The 26-year-old Rakhimov, a Russian born in Tajikistan, is no joke, though. Rakhimov (15-0, 12 KO) isn’t quite in my top 10 at 130 right now, but he could be, and for what it’s worth, BoxRec’s fancy computers see him at No. 5. He doesn’t have any big, notable wins, but if you watch the footage of him that’s out there, you see a good fighter with nice offensive skills. The 28-year-old Diaz is probably the slicker and quicker of the two, and Rakhimov probably the stronger puncher.

Maybe I wind up being wrong about this one and it stinks out the joint, but I really do think we could see a terrific fight with this one. I love this as a matchup.

1) Miguel Berchelt vs Oscar Valdez, Feb. 20 (ESPN)

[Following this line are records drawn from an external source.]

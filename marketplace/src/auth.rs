//! Process-wide authentication context.
//!
//! One [`AuthContext`] is created at startup, initialized once, and handed
//! to every feature that needs the signed-in user as an `Arc`. Observers
//! (route guards, the navigation bar) follow changes through
//! [`AuthContext::subscribe`].

use crate::error::GatewayError;
use crate::gateway::AuthProvider;
use crate::routing::Route;
use crate::types::UserId;
use std::sync::Arc;
use tokio::sync::watch;

/// The signed-in user
#[derive(Clone, Debug, PartialEq, Eq)]
pub struct CurrentUser {
    /// User id
    pub id: UserId,
    /// Email address
    pub email: Option<String>,
    /// Display name from sign-up
    pub name: Option<String>,
}

/// Authentication state
#[derive(Clone, Debug, Default, PartialEq, Eq)]
pub enum AuthStatus {
    /// `init` has not finished
    #[default]
    Initializing,
    /// No session
    SignedOut,
    /// Session present
    SignedIn(CurrentUser),
}

impl AuthStatus {
    /// The user, when signed in
    #[must_use]
    pub const fn user(&self) -> Option<&CurrentUser> {
        match self {
            Self::SignedIn(user) => Some(user),
            Self::Initializing | Self::SignedOut => None,
        }
    }
}

/// Shared current-user state with an explicit lifecycle
pub struct AuthContext<P> {
    provider: Arc<P>,
    status: watch::Sender<AuthStatus>,
}

impl<P> std::fmt::Debug for AuthContext<P> {
    fn fmt(&self, f: &mut std::fmt::Formatter<'_>) -> std::fmt::Result {
        f.debug_struct("AuthContext")
            .field("status", &*self.status.borrow())
            .finish_non_exhaustive()
    }
}

impl<P: AuthProvider> AuthContext<P> {
    /// Create an uninitialized context
    #[must_use]
    pub fn new(provider: Arc<P>) -> Self {
        let (status, _) = watch::channel(AuthStatus::Initializing);
        Self { provider, status }
    }

    /// Restore the persisted session
    ///
    /// Failures are logged and treated as signed out.
    pub async fn init(&self) -> AuthStatus {
        let status = match self.provider.restore_session().await {
            Ok(Some(user)) => AuthStatus::SignedIn(user),
            Ok(None) => AuthStatus::SignedOut,
            Err(error) => {
                tracing::warn!(%error, "session restore failed; treating as signed out");
                AuthStatus::SignedOut
            },
        };
        tracing::info!(signed_in = status.user().is_some(), "auth context initialized");
        self.status.send_replace(status.clone());
        status
    }

    /// Sign in with email and password
    ///
    /// # Errors
    ///
    /// Returns the provider's error; the status is left unchanged.
    pub async fn sign_in(&self, email: &str, password: &str) -> Result<CurrentUser, GatewayError> {
        let user = self
            .provider
            .sign_in(email.to_string(), password.to_string())
            .await?;
        self.status.send_replace(AuthStatus::SignedIn(user.clone()));
        Ok(user)
    }

    /// Register; signed in immediately unless confirmation is pending
    ///
    /// # Errors
    ///
    /// Returns the provider's error; the status is left unchanged.
    pub async fn sign_up(
        &self,
        email: &str,
        password: &str,
        name: &str,
    ) -> Result<Option<CurrentUser>, GatewayError> {
        let user = self
            .provider
            .sign_up(email.to_string(), password.to_string(), name.to_string())
            .await?;
        if let Some(user) = &user {
            self.status.send_replace(AuthStatus::SignedIn(user.clone()));
        }
        Ok(user)
    }

    /// Tear down the session
    ///
    /// The local state is signed out even if the remote call fails.
    pub async fn sign_out(&self) {
        if let Err(error) = self.provider.sign_out().await {
            tracing::warn!(%error, "remote sign-out failed");
        }
        self.status.send_replace(AuthStatus::SignedOut);
    }

    /// Landing route of the auth callback: home with a session, login without
    pub async fn handle_callback(&self) -> Route {
        match self.provider.restore_session().await {
            Ok(Some(user)) => {
                self.status.send_replace(AuthStatus::SignedIn(user));
                Route::Home
            },
            Ok(None) => {
                self.status.send_replace(AuthStatus::SignedOut);
                Route::Login
            },
            Err(error) => {
                tracing::warn!(%error, "auth callback failed");
                self.status.send_replace(AuthStatus::SignedOut);
                Route::Login
            },
        }
    }

    /// Current status
    #[must_use]
    pub fn status(&self) -> AuthStatus {
        self.status.borrow().clone()
    }

    /// Current user, if signed in
    #[must_use]
    pub fn current_user(&self) -> Option<CurrentUser> {
        self.status.borrow().user().cloned()
    }

    /// Follow status changes
    #[must_use]
    pub fn subscribe(&self) -> watch::Receiver<AuthStatus> {
        self.status.subscribe()
    }
}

To me, it’s a no-brainer for the No. 1 slot this month. Berchelt (37-1, 33 KO) and Valdez (28-0, 22 KO) should be good for a war, and that’s with me fully taking into account the fact that Oscar Valdez has actively tried to avoid wars in his recent outings.

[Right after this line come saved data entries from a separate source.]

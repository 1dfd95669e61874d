//! Notifier that records instead of displaying.

use crate::notification::{Notification, NotificationLevel, Notifier};
use std::sync::{Arc, Mutex, PoisonError};

/// Collects every notification for later assertions
#[derive(Clone, Debug, Default)]
pub struct RecordingNotifier {
    seen: Arc<Mutex<Vec<Notification>>>,
}

impl RecordingNotifier {
    /// Empty recorder
    #[must_use]
    pub fn new() -> Self {
        Self::default()
    }

    /// Everything notified so far, in order
    #[must_use]
    pub fn notifications(&self) -> Vec<Notification> {
        self.seen
            .lock()
            .unwrap_or_else(PoisonError::into_inner)
            .clone()
    }

    /// Messages of one level, in order
    #[must_use]
    pub fn messages(&self, level: NotificationLevel) -> Vec<String> {
        self.notifications()
            .into_iter()
            .filter(|n| n.level == level)
            .map(|n| n.message)
            .collect()
    }

    /// Error messages, in order
    #[must_use]
    pub fn errors(&self) -> Vec<String> {
        self.messages(NotificationLevel::Error)
    }

    /// Forget everything recorded
    pub fn clear(&self) {
        self.seen
            .lock()
            .unwrap_or_else(PoisonError::into_inner)
            .clear();
    }
}

impl Notifier for RecordingNotifier {
    fn notify(&self, notification: Notification) {
        self.seen
            .lock()
            .unwrap_or_else(PoisonError::into_inner)
            .push(notification);
    }
}
//! "My tickets" and "profile" pages of the signed-in user.

pub mod environment;
pub mod reducer;
pub mod types;

pub use environment::AccountEnvironment;
pub use reducer::AccountReducer;
pub use types::{AccountAction, AccountState};
//! Dependencies of the sell-tickets wizard.

use crate::auth::AuthContext;
use crate::config::{AppConfig, DEFAULT_MAX_IMAGE_BYTES};
use crate::notification::Notifier;
use std::sync::atomic::{AtomicU64, Ordering};
use std::sync::Arc;
use ticketdock_core::environment::Clock;
use tokio::sync::Semaphore;

/// Size limits of a draft
#[derive(Clone, Copy, Debug, PartialEq, Eq)]
pub struct WizardLimits {
    /// Images per listing
    pub max_images: usize,
    /// Size ceiling per image
    pub max_image_bytes: u64,
    /// Upcoming events offered in the picker
    pub event_catalog_size: usize,
}

impl Default for WizardLimits {
    fn default() -> Self {
        Self {
            max_images: 5,
            max_image_bytes: DEFAULT_MAX_IMAGE_BYTES,
            event_catalog_size: 20,
        }
    }
}

impl From<&AppConfig> for WizardLimits {
    fn from(config: &AppConfig) -> Self {
        Self {
            max_images: config.max_images,
            max_image_bytes: config.max_image_bytes,
            ..Self::default()
        }
    }
}

/// Batches up to and including the watermark are abandoned
///
/// Uploads of an abandoned batch that have not started yet are skipped.
#[derive(Clone, Debug, Default)]
pub struct UploadCancellation(Arc<AtomicU64>);

impl UploadCancellation {
    /// Abandon every batch numbered `batch` or lower
    pub fn cancel_through(&self, batch: u64) {
        self.0.fetch_max(batch, Ordering::AcqRel);
    }

    /// Whether `batch` was abandoned
    #[must_use]
    pub fn is_cancelled(&self, batch: u64) -> bool {
        batch <= self.0.load(Ordering::Acquire)
    }
}

/// Environment for [`WizardReducer`](super::WizardReducer)
pub struct WizardEnvironment<G> {
    /// Listings, events and image storage
    pub gateway: Arc<G>,
    /// Toasts
    pub notifier: Arc<dyn Notifier>,
    /// "Now" for the event catalog and image names
    pub clock: Arc<dyn Clock>,
    /// Seller identity
    pub auth: Arc<AuthContext<G>>,
    /// Draft limits
    pub limits: WizardLimits,
    /// Bounds uploads running at once
    pub upload_permits: Arc<Semaphore>,
    /// Abandoned upload batches
    pub cancellation: UploadCancellation,
}

impl<G> WizardEnvironment<G> {
    /// Create a new environment allowing `max_concurrent_uploads` uploads at once
    #[must_use]
    pub fn new(
        gateway: Arc<G>,
        notifier: Arc<dyn Notifier>,
        clock: Arc<dyn Clock>,
        auth: Arc<AuthContext<G>>,
        limits: WizardLimits,
        max_concurrent_uploads: usize,
    ) -> Self {
        Self {
            gateway,
            notifier,
            clock,
            auth,
            limits,
            upload_permits: Arc::new(Semaphore::new(max_concurrent_uploads.max(1))),
            cancellation: UploadCancellation::default(),
        }
    }
}

impl<G> Clone for WizardEnvironment<G> {
    fn clone(&self) -> Self {
        Self {
            gateway: Arc::clone(&self.gateway),
            notifier: Arc::clone(&self.notifier),
            clock: Arc::clone(&self.clock),
            auth: Arc::clone(&self.auth),
            limits: self.limits,
            upload_permits: Arc::clone(&self.upload_permits),
            cancellation: self.cancellation.clone(),
        }
    }
}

Valdez, 30, is a former titlist at 126, and has moved up in search of gold at 130. You might argue he ducked a fight with Shakur Stevenson at featherweight, you might not, for the purposes of this fight it doesn’t much matter.

After his brawl with Scott Quigg in 2018 led to a busted jaw, Valdez has tried to become more of a boxer-puncher than a blood-and-guts warrior. Results have been kind of mixed. Yeah, he’s 4-0 since then, but the opposition has been mid-tier at best, and I still personally feel that it’s sort of a square peg/round hole situation. I fully respect that Valdez doesn’t want to be going balls to the wall in every fight, because avoiding that will extend the viable time in his career to make money, but I think against a guy like Berchelt, he will wind up with no choice.

The 29-year-old Berchelt is taller and longer than Valdez, and he tends to bring the heat. He’s stopped his last six opponents, dating back to 2018, but you can rightly argue the opposition for him over that stretch has also been so-so. His best wins remain his back-to-back 2017 defeats of Francisco Vargas and Takashi Miura.

But I just love this as a fight, and I think every boxing fan should. This is the one I’d tell you is a genuine can’t-miss. Like any fight, it could disappoint, sure, but it’s also got the highest chance of being a war.